#### Problem to solve
Find all lines with the word "FailPreTick" in the material, then copy them.

#### Stored data
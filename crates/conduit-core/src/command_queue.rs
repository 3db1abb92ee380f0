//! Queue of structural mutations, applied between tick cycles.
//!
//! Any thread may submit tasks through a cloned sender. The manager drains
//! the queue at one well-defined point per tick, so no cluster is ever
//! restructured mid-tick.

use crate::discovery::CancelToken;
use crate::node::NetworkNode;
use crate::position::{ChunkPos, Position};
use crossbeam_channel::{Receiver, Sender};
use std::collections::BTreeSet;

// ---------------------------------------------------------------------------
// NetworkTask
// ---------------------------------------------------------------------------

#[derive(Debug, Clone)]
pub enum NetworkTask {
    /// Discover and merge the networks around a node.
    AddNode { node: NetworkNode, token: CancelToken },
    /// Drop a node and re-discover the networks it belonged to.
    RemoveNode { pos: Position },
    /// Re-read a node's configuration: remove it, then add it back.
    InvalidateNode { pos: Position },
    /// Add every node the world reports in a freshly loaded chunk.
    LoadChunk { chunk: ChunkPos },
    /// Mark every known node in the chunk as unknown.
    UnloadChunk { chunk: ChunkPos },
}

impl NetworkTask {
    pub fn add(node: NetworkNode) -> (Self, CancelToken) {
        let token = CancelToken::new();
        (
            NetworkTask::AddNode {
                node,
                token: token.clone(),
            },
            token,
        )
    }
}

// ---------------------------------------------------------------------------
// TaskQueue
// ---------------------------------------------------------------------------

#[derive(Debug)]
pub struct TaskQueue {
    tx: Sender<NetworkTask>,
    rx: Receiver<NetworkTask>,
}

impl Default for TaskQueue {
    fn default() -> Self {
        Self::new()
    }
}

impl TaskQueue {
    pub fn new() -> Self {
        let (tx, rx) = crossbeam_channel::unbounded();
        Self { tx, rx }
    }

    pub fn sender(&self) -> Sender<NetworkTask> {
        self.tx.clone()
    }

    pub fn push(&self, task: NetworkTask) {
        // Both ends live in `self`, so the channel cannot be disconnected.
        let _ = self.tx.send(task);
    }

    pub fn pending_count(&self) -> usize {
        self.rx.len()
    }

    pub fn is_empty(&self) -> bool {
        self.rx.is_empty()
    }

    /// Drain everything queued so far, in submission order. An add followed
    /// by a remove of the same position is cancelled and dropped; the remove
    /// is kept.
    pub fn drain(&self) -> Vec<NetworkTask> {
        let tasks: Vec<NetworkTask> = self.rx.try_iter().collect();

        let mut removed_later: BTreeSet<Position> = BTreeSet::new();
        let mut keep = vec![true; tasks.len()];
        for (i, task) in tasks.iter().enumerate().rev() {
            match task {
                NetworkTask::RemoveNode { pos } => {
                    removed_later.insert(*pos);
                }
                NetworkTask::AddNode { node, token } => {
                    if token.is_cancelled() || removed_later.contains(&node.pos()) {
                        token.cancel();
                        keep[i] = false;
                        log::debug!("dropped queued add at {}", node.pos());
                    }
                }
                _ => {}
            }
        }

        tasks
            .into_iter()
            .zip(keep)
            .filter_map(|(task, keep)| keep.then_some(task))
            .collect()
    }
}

* * *

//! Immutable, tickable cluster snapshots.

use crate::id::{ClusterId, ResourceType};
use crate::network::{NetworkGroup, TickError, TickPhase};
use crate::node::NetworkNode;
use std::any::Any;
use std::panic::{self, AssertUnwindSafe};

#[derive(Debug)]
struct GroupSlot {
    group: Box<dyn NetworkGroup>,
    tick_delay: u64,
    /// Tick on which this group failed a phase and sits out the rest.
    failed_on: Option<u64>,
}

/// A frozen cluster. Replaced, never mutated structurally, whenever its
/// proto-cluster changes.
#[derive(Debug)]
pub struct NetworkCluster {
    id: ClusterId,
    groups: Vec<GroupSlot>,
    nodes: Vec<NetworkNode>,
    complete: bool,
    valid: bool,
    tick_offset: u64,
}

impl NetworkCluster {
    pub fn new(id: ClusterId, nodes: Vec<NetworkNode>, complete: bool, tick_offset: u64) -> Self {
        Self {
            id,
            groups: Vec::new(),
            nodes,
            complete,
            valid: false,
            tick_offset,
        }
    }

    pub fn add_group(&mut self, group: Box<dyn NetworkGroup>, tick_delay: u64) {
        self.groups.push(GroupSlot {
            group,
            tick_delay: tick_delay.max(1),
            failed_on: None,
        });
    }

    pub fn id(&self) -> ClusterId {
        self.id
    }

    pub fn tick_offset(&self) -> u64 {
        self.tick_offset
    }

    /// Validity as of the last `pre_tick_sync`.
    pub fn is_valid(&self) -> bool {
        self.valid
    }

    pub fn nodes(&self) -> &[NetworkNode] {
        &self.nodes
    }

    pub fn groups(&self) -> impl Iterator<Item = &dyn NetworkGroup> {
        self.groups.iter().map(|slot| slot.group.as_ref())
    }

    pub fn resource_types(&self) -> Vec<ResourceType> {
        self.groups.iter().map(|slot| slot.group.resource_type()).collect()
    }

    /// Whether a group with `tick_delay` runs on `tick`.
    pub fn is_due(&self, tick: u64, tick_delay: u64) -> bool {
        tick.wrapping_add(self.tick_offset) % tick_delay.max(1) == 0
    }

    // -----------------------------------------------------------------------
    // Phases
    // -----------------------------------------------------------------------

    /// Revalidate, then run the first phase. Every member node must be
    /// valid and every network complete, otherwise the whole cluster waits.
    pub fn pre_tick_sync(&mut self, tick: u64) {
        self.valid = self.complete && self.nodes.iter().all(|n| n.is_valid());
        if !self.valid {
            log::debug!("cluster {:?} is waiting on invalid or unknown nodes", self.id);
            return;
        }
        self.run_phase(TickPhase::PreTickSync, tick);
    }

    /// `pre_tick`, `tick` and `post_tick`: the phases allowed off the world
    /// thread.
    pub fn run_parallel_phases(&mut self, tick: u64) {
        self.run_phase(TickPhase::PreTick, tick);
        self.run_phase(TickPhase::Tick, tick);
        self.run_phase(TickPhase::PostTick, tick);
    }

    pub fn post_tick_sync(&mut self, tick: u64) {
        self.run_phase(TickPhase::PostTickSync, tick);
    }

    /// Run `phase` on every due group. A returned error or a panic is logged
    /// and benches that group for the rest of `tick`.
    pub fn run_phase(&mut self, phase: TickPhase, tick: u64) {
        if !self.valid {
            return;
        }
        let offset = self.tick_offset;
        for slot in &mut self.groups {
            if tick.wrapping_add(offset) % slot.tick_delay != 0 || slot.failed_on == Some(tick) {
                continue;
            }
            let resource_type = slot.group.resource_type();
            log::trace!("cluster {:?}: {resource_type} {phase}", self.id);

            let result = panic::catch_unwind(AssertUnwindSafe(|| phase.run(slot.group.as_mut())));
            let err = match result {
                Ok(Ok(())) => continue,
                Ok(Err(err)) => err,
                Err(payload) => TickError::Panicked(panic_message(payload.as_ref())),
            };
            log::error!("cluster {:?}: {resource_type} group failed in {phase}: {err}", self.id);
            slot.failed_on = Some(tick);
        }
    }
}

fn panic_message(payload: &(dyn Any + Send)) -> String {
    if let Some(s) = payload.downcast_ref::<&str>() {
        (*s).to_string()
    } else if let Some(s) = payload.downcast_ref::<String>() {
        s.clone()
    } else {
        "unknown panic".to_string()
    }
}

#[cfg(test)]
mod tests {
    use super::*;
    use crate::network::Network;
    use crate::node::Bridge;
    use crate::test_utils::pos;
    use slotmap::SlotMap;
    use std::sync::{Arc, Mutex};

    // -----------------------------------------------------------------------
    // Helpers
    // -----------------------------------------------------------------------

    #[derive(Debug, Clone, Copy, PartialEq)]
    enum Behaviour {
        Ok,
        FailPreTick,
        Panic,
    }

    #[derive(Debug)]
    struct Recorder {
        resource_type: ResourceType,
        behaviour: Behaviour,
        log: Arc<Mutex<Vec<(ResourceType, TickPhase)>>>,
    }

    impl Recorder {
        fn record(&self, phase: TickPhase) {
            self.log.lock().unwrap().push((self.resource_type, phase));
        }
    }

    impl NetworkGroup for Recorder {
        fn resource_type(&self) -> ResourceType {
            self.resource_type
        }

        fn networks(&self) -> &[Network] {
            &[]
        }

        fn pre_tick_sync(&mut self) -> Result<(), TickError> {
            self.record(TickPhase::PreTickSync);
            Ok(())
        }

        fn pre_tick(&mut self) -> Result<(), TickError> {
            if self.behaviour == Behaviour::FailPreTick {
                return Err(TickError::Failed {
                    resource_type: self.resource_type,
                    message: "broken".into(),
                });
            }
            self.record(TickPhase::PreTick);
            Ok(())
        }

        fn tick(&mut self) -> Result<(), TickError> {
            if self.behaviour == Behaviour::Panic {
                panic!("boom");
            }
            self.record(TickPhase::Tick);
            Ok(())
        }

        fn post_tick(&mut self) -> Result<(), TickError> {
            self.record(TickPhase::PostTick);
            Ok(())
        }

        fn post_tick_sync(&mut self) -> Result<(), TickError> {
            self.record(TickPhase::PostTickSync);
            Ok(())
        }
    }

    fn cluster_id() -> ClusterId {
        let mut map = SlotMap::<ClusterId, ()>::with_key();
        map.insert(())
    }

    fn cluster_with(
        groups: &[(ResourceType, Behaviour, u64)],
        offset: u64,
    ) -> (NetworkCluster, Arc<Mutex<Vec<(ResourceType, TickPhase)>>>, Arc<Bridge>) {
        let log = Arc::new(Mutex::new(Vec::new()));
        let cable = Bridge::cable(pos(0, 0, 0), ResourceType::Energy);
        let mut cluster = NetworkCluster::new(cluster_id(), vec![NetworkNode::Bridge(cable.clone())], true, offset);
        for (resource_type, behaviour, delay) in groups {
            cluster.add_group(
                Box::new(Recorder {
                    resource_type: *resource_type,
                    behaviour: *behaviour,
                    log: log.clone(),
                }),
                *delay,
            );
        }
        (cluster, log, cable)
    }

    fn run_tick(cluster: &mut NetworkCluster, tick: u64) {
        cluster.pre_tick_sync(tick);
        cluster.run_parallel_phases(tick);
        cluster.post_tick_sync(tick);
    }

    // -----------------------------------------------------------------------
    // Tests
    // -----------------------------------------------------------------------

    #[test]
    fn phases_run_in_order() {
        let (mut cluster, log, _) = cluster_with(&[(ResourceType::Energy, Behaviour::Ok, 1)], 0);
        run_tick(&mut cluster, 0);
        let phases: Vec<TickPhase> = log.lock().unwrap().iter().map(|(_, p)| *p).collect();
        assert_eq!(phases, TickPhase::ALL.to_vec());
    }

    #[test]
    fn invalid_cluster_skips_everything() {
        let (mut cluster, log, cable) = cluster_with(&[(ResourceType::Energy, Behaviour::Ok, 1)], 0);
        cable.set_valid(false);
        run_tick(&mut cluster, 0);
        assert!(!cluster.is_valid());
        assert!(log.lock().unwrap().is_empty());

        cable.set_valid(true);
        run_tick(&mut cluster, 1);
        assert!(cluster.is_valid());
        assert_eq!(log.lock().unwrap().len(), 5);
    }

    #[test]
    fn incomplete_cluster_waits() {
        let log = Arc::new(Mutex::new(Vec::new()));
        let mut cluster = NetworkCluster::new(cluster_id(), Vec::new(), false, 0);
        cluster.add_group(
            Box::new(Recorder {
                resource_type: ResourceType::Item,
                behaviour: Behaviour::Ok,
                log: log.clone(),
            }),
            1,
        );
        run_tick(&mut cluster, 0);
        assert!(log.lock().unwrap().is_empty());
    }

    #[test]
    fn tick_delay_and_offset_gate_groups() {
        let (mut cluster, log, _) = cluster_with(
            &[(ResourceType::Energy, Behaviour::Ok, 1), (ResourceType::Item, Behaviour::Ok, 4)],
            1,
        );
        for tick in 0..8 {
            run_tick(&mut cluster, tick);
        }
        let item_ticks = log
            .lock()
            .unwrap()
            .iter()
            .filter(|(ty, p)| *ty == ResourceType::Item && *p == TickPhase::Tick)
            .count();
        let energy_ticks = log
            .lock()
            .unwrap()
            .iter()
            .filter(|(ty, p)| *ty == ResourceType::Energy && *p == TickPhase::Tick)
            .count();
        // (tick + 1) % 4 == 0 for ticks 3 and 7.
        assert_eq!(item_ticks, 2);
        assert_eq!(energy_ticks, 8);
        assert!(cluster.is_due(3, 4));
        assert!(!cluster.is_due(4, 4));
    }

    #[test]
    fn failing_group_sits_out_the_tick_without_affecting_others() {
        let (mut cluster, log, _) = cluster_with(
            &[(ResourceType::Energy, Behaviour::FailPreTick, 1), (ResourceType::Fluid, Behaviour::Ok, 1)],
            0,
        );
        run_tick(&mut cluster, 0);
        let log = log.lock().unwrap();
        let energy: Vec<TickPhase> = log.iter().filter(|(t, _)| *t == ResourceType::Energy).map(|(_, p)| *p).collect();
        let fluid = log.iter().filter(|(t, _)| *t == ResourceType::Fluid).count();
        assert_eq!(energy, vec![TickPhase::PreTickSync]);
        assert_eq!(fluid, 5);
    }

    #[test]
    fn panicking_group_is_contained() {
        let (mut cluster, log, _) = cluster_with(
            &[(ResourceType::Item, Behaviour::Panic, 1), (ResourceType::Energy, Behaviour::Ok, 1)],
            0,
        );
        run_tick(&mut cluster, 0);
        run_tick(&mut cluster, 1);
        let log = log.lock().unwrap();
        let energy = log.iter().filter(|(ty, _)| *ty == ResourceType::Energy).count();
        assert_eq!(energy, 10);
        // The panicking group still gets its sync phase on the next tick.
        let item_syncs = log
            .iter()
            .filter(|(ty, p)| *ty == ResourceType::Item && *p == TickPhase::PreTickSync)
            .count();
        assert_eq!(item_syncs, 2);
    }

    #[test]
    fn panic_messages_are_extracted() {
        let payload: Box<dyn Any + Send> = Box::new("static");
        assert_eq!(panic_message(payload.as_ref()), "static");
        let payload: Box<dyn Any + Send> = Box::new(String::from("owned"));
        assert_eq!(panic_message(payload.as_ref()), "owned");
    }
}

#### Your response
        FailPreTick,
            if self.behaviour == Behaviour::FailPreTick {
            &[(ResourceType::Energy, Behaviour::FailPreTick, 1), (ResourceType::Fluid, Behaviour::Ok, 1)],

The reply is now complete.